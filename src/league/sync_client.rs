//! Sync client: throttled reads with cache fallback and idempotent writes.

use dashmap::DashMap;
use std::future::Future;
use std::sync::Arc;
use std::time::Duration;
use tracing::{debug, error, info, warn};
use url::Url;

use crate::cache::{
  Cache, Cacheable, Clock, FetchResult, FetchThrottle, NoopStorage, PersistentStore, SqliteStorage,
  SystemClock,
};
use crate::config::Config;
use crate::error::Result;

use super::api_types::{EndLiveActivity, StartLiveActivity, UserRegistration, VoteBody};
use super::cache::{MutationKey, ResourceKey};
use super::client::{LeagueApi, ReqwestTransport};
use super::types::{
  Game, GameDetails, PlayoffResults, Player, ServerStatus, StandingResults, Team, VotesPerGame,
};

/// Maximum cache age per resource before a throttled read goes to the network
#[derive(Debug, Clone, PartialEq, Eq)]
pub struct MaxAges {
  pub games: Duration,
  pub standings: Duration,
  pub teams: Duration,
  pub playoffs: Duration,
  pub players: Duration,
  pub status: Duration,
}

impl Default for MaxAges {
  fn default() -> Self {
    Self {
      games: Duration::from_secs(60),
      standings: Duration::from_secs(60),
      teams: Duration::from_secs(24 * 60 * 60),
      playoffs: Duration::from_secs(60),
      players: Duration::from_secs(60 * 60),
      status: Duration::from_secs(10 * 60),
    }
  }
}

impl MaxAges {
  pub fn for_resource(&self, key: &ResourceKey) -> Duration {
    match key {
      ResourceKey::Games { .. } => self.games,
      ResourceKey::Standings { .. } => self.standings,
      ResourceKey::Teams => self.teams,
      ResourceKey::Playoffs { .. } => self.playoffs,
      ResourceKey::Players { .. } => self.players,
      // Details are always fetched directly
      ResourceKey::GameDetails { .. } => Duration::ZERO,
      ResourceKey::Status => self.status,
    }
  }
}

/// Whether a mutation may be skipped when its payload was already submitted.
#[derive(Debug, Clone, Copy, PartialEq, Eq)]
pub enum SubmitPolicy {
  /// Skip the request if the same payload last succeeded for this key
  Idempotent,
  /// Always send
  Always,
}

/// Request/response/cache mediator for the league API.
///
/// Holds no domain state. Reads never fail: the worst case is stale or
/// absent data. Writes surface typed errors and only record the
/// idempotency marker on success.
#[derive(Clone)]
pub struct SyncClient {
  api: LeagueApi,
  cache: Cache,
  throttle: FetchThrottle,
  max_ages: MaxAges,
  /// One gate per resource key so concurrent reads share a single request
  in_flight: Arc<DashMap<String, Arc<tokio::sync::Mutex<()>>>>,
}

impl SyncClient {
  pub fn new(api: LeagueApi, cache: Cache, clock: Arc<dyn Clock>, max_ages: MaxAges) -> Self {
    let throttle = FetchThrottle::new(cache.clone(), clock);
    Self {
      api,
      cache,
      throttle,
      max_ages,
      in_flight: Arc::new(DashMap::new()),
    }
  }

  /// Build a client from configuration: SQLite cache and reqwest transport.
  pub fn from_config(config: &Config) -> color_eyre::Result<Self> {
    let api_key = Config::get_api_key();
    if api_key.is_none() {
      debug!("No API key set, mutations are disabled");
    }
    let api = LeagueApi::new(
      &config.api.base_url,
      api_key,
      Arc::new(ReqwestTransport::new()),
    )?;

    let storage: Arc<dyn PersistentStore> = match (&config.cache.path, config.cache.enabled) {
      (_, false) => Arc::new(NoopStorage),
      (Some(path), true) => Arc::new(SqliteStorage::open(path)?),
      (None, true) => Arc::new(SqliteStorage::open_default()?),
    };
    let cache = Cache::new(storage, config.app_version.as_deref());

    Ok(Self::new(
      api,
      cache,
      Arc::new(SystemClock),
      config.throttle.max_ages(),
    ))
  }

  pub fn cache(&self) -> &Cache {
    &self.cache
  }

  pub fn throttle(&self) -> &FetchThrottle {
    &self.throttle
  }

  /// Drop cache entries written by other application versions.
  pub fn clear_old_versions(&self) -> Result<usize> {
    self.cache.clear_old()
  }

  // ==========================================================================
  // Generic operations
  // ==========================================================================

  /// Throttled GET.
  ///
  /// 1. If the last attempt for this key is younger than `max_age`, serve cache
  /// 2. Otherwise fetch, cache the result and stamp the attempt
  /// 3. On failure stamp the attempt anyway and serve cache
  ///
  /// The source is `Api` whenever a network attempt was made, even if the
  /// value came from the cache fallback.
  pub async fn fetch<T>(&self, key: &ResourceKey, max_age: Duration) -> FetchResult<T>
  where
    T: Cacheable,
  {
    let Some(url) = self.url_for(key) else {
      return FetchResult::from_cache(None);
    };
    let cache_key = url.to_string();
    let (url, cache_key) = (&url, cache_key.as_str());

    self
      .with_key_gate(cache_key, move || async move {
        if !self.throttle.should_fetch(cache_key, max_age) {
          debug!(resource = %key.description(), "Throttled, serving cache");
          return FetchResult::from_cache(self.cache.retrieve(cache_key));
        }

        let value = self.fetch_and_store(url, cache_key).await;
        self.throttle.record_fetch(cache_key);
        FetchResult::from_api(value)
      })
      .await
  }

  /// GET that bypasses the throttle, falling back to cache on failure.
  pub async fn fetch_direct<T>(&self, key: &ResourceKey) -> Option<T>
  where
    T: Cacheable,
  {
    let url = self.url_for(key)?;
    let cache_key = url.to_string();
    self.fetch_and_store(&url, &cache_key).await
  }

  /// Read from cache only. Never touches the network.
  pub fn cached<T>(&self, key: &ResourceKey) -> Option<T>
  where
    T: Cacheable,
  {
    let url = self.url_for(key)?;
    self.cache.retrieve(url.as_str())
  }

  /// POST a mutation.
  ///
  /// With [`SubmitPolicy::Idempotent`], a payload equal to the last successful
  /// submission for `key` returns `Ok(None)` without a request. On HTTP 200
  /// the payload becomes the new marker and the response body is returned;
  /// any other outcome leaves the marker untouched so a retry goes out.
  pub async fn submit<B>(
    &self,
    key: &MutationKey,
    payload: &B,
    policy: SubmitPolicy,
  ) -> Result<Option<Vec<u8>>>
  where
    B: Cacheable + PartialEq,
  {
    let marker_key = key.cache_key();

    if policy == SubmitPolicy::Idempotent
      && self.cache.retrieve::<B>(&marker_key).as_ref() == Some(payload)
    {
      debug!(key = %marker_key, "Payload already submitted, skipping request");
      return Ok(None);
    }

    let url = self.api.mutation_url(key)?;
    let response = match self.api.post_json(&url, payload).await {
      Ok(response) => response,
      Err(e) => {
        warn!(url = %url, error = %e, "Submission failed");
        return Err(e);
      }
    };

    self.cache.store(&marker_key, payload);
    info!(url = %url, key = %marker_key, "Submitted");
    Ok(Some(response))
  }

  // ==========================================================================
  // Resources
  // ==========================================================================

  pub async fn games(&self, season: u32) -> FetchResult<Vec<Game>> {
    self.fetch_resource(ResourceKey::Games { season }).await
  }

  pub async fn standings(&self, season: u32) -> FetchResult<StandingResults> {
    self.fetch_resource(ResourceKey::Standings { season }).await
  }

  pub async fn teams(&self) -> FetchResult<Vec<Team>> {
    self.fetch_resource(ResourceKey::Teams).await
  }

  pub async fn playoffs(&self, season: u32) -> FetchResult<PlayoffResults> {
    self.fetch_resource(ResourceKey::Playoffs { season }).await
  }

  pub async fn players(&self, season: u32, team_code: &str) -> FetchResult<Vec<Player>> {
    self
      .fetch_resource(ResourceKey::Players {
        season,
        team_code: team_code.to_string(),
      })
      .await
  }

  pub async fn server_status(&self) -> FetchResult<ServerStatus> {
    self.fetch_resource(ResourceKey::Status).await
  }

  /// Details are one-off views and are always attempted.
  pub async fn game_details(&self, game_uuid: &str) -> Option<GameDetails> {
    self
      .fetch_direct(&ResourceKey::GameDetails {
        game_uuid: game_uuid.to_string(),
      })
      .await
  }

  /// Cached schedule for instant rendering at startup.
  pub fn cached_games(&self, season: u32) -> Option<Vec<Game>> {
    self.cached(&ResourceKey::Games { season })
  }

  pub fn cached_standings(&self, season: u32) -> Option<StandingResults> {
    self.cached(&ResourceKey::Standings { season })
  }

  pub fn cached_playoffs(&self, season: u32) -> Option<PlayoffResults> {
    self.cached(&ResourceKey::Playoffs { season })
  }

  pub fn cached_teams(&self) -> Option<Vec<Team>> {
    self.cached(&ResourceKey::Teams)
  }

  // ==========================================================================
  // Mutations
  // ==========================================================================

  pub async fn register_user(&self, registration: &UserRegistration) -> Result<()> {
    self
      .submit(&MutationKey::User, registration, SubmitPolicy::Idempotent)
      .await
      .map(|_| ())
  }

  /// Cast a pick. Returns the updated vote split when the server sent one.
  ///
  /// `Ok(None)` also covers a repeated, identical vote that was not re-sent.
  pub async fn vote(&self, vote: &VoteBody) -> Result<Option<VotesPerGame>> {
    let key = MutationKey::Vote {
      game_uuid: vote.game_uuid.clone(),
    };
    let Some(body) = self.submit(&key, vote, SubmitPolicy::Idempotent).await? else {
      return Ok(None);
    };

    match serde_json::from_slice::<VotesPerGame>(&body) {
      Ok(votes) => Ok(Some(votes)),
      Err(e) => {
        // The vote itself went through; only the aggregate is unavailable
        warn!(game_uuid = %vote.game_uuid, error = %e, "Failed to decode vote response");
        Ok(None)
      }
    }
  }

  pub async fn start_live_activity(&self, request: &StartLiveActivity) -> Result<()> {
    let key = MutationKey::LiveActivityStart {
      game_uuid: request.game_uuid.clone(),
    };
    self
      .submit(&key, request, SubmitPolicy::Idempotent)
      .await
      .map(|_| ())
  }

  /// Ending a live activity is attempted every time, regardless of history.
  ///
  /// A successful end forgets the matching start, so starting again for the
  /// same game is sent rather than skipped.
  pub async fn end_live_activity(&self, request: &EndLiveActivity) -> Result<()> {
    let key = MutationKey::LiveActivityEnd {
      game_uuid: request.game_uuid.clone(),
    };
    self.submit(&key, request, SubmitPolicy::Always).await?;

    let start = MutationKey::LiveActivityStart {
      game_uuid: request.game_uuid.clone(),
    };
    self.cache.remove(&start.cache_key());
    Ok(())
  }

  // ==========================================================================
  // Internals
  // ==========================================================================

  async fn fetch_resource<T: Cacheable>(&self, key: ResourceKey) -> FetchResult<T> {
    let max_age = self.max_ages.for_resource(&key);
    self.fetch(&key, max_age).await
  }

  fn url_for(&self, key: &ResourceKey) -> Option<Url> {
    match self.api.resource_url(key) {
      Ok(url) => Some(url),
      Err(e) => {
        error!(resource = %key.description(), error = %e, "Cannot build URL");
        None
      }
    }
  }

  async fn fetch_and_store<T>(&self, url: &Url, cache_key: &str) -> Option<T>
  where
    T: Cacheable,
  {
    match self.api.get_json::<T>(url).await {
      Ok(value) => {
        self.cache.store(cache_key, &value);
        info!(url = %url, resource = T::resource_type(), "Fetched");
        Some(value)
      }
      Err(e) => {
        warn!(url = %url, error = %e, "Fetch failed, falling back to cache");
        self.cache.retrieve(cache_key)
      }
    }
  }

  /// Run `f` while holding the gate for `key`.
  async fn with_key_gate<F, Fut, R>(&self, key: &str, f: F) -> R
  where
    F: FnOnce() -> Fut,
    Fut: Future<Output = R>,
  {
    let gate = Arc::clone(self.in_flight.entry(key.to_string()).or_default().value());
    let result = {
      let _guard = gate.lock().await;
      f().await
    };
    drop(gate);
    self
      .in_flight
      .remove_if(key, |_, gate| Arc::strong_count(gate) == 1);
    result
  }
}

------------------------

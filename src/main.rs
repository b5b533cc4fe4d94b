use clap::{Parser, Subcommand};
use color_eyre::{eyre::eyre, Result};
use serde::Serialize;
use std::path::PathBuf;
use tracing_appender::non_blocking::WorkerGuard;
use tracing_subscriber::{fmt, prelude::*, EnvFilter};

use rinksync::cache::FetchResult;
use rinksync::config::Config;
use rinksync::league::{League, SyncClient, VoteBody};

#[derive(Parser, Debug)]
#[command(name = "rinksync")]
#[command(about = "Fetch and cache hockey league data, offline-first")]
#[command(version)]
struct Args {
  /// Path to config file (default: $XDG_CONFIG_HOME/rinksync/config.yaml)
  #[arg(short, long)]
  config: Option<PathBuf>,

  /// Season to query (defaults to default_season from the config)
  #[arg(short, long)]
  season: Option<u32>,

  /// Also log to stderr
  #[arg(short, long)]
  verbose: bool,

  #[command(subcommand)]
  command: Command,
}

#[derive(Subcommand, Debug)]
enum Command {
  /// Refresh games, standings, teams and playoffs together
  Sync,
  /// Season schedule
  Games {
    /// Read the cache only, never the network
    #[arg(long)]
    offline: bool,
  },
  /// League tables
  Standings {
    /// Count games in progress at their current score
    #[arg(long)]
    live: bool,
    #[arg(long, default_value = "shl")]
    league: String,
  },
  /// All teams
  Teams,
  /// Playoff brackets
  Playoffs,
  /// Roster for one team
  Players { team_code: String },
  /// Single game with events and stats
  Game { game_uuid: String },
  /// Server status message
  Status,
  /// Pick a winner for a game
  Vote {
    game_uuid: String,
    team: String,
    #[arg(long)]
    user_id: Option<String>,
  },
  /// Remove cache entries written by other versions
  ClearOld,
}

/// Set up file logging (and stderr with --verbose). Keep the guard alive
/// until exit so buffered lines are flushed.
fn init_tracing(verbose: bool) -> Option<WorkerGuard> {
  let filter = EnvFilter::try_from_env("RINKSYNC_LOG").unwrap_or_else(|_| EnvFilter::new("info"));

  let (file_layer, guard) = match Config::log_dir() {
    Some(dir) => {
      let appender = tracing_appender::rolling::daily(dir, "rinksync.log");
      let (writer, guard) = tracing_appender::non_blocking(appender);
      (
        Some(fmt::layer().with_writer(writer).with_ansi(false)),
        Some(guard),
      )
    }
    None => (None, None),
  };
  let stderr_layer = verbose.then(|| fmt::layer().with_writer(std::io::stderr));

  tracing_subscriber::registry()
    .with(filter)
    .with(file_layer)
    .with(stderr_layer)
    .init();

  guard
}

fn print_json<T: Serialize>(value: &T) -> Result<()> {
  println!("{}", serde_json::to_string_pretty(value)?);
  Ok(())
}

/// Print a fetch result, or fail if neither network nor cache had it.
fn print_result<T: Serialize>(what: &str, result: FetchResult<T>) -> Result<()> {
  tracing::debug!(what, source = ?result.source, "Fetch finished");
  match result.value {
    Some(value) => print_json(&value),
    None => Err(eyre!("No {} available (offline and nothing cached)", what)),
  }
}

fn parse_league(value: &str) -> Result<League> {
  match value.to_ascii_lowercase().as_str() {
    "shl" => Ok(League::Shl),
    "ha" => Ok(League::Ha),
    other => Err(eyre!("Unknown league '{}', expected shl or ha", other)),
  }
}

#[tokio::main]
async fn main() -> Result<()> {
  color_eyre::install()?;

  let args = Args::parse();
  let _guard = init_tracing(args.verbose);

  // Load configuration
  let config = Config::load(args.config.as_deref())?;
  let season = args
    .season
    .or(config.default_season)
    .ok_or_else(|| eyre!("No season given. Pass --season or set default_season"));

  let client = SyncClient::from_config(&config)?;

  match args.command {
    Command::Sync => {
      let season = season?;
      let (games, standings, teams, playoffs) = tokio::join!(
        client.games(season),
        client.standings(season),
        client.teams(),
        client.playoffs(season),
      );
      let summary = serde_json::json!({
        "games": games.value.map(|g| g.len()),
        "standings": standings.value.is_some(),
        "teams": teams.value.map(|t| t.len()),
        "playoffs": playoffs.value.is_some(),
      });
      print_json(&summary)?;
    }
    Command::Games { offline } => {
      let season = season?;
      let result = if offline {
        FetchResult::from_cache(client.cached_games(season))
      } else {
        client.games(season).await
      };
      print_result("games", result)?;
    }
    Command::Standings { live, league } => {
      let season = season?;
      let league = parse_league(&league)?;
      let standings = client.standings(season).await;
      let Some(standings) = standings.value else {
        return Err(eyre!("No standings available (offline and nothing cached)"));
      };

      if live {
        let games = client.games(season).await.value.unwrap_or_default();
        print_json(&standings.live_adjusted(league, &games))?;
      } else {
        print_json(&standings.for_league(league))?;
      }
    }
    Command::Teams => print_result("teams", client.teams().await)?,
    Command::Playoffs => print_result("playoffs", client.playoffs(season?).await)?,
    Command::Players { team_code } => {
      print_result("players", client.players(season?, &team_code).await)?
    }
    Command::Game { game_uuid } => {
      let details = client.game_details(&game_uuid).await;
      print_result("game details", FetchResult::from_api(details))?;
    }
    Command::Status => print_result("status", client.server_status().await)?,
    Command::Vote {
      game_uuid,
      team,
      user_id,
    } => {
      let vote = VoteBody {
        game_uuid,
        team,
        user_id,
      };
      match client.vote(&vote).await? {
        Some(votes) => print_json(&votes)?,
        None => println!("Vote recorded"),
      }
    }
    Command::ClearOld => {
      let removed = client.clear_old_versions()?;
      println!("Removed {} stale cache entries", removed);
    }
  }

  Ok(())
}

------------------------

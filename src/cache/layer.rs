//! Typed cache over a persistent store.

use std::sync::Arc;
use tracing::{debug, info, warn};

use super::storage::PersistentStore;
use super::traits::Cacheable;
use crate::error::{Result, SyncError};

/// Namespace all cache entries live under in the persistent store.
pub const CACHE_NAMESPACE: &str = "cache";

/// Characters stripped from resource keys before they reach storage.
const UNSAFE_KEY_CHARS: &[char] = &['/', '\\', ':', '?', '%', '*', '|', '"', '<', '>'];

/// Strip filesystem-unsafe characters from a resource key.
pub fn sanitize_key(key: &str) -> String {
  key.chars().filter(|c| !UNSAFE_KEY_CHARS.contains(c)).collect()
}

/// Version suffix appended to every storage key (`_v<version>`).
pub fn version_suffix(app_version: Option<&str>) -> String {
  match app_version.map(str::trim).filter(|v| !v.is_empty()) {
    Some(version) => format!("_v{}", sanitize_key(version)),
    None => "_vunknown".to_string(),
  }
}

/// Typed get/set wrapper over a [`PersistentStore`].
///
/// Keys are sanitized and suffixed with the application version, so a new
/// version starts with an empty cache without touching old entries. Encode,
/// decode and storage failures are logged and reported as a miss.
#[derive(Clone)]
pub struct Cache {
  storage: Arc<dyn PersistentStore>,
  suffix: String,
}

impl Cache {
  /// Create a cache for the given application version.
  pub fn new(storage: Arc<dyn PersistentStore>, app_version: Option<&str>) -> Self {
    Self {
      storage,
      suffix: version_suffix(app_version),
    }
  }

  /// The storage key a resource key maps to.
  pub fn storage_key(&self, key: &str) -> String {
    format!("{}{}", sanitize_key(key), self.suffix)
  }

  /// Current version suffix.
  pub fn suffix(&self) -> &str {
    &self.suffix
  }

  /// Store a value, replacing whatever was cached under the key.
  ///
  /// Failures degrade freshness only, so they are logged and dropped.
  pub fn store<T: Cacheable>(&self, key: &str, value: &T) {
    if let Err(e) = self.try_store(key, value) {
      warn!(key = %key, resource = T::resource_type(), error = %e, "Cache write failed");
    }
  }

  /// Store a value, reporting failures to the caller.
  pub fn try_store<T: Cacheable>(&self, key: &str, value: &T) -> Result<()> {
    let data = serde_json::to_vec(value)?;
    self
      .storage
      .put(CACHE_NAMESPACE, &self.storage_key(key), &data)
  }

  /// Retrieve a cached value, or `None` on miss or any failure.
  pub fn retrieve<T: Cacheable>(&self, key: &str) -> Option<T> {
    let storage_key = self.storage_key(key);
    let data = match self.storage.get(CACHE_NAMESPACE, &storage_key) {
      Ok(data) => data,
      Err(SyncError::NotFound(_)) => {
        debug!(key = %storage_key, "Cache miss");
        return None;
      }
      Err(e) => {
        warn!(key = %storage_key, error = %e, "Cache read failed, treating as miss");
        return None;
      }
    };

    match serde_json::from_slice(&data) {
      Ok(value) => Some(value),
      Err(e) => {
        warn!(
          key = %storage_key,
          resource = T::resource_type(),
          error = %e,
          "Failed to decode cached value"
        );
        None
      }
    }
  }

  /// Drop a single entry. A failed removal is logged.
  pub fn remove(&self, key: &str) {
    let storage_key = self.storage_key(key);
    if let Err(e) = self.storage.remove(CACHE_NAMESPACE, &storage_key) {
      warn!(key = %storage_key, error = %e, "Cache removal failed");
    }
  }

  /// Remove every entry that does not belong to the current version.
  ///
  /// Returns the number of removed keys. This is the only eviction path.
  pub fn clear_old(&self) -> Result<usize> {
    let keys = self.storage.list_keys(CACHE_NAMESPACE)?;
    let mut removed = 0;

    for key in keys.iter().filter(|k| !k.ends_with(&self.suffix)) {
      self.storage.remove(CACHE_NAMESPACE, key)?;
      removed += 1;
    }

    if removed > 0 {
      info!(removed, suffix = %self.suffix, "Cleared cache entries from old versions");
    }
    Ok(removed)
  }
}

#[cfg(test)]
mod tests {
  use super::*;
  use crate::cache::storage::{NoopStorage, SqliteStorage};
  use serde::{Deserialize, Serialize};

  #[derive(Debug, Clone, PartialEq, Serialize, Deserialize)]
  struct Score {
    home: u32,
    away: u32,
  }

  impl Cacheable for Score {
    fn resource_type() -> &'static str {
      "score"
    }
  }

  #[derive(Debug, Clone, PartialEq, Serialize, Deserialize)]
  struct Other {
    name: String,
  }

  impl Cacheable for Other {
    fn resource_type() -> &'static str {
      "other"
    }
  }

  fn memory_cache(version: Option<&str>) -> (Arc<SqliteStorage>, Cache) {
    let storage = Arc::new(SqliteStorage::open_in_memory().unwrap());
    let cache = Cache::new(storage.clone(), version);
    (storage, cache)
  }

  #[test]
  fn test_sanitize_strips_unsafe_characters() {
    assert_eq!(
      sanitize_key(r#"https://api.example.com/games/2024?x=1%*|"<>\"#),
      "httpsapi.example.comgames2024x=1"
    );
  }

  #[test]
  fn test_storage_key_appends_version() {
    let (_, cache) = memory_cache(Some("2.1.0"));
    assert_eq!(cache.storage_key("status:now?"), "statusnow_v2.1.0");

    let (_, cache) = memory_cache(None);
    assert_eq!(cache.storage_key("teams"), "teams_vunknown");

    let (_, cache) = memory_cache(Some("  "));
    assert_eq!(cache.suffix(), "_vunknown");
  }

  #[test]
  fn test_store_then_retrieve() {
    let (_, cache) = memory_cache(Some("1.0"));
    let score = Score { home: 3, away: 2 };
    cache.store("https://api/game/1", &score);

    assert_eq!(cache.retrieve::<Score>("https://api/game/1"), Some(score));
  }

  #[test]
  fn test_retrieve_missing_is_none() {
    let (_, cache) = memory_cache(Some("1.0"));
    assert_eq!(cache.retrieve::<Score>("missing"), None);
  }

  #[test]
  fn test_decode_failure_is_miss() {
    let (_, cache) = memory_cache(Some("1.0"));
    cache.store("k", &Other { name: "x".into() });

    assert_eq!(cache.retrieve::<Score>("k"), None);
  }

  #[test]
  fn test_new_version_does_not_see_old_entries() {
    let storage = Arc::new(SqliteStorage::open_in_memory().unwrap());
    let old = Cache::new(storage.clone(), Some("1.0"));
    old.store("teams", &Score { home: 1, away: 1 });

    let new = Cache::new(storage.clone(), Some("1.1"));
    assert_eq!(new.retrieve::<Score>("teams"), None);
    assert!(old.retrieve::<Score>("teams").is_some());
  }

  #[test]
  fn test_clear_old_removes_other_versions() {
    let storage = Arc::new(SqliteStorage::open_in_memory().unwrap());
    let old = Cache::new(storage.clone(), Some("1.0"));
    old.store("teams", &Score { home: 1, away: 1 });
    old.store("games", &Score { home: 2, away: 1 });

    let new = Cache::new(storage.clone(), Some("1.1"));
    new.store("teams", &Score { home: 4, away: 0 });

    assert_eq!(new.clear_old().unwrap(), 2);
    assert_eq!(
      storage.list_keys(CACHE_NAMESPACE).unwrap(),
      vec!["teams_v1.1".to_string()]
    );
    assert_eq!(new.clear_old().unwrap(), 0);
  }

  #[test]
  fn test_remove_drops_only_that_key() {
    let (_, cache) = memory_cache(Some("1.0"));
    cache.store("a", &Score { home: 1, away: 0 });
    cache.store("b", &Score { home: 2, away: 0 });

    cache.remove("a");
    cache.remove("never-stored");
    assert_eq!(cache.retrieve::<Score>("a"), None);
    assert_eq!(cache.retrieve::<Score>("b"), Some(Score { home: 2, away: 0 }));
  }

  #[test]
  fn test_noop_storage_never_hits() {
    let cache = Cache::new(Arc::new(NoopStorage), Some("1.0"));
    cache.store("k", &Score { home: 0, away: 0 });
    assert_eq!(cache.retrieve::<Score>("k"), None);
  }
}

------------------------

WHAT IS REQUIRED> Retype only the stretch of lines above starting at the one with "to the caller." and stopping at the one with "pub fn remove(&self, key: &str)", exactly as written, with both kept.

TASK SOLUTION>
  /// Store a value, reporting failures to the caller.
  pub fn try_store<T: Cacheable>(&self, key: &str, value: &T) -> Result<()> {
    let data = serde_json::to_vec(value)?;
    self
      .storage
      .put(CACHE_NAMESPACE, &self.storage_key(key), &data)
  }

  /// Retrieve a cached value, or `None` on miss or any failure.
  pub fn retrieve<T: Cacheable>(&self, key: &str) -> Option<T> {
    let storage_key = self.storage_key(key);
    let data = match self.storage.get(CACHE_NAMESPACE, &storage_key) {
      Ok(data) => data,
      Err(SyncError::NotFound(_)) => {
        debug!(key = %storage_key, "Cache miss");
        return None;
      }
      Err(e) => {
        warn!(key = %storage_key, error = %e, "Cache read failed, treating as miss");
        return None;
      }
    };

    match serde_json::from_slice(&data) {
      Ok(value) => Some(value),
      Err(e) => {
        warn!(
          key = %storage_key,
          resource = T::resource_type(),
          error = %e,
          "Failed to decode cached value"
        );
        None
      }
    }
  }

  /// Drop a single entry. A failed removal is logged.
  pub fn remove(&self, key: &str) {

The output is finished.